Description
I've seen cases that make me think that we may need to redesign how construction and position-evaluation compute types. To be clear, I suspect that I am responsible for the current situation, so any weaknesses are my fault. This interacts quite closely with #242 and perhaps it would be best to address both together. See also #359.
There is some ambiguity about what "element type" means for a container like an AbstractInterpolation. At one point, I think the clearest statement came from Jeff Bezanson, which is that the eltype should be the type of object returned when evaluated at integer positions, much as how getindex works on AbstractArrays. However, evaluating at other positions (or with positions encoded by non-integer types) may return objects of different type, because the mathematics performed may be different. One strong possibility is that if we implement #242, then we should make eltype(::AbstractInterpolation) a MethodError.
I've put together a short, simple test that illustrates how I think it should work. Currently, nearly half of these fail.
using Interpolations
using Test
# Non-promotable types that nevertheless have all required arithmetic operations defined.
# Except for the lack of promotion, CoefType ≈ Int and MultType ≈ Float64.
struct CoefType end
struct MultType end
for T in (CoefType, MultType)
@eval begin
Base.:*(::$T, ::$T) = MultType()
Base.:*(::Real, ::$T) = MultType()
Base.:*(::$T, ::Real) = MultType()
end
end
Base.:*(::CoefType, ::Int) = CoefType()
Base.:*(::Int, ::CoefType) = CoefType()
Base.:*(::CoefType, ::Int) = CoefType()
Base.:+(::MultType, ::MultType) = MultType()
Base.:+(::CoefType, ::CoefType) = CoefType()
@testset "Non-promotable types" begin
@test promote_type(CoefType, MultType) === Any # Any is the only type that "contains" both
a = fill(CoefType(), 3)
itp = interpolate(a, BSpline(Linear()))
# When indexed with integers, linear interpolation does not perform any arithmetic operations.

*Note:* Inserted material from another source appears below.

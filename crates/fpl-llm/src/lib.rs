pub mod client;
pub mod prompt;

pub use client::{collect_text, ClaudeClient, LlmClient, LlmConfig, LlmEvent, TextGenerator};
pub use prompt::{build_explanation_prompt, system_prompt, ExplanationContext, TransferSummary};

# Therefore, the result is of type CoefType.
@test eltype(itp) === CoefType # or a MethodError? But if it doesn't error, I think this is what it should return (for Linear)
@test @inferred(itp(1)) === CoefType()
# But when evaluated at intermediate positions, linear interpolation does perform arithmetic operations.
# Therefore, the result is of type MultType.
@test @inferred(itp(1.5)) === MultType()
# Extrapolation should behave similarly.
etp = extrapolate(itp, CoefType())
@test eltype(etp) === CoefType
@test @inferred(etp(1)) === CoefType()
@test @inferred(etp(1.5)) === MultType()
# Ensure that beyond-the-edge works the same as within-the-edge.
@test @inferred(etp(4)) === CoefType()
@test @inferred(etp(4.5)) === MultType()
endTake-aways
We shouldn't use promote or promote_type. Fundamentally, promotion is about storage ("how do I create a container that can hold both of these objects?"), and that's different from computing the type of object returned by, e.g., (1-f)*a + f*b.
Downstream users, however, may receive new bugs from the lack of assumed real-arithmetic "widening". That is, currently we have
julia> eltype(interpolate([1, 2, 3], BSpline(Linear())))
Float64because we effectively assume that the created object will be evaluated at Float64-encoded positions. If we change that to Int, as I'm proposing here (because the coefficients are Int), I can imagine that will break a lot of downstream code that relies on eltype(itp) returning something that can accomodate both Int and AbstractFloat evaluation locations. Making eltype throw a MethodError would be one way of preventing more subtle bugs because of this change.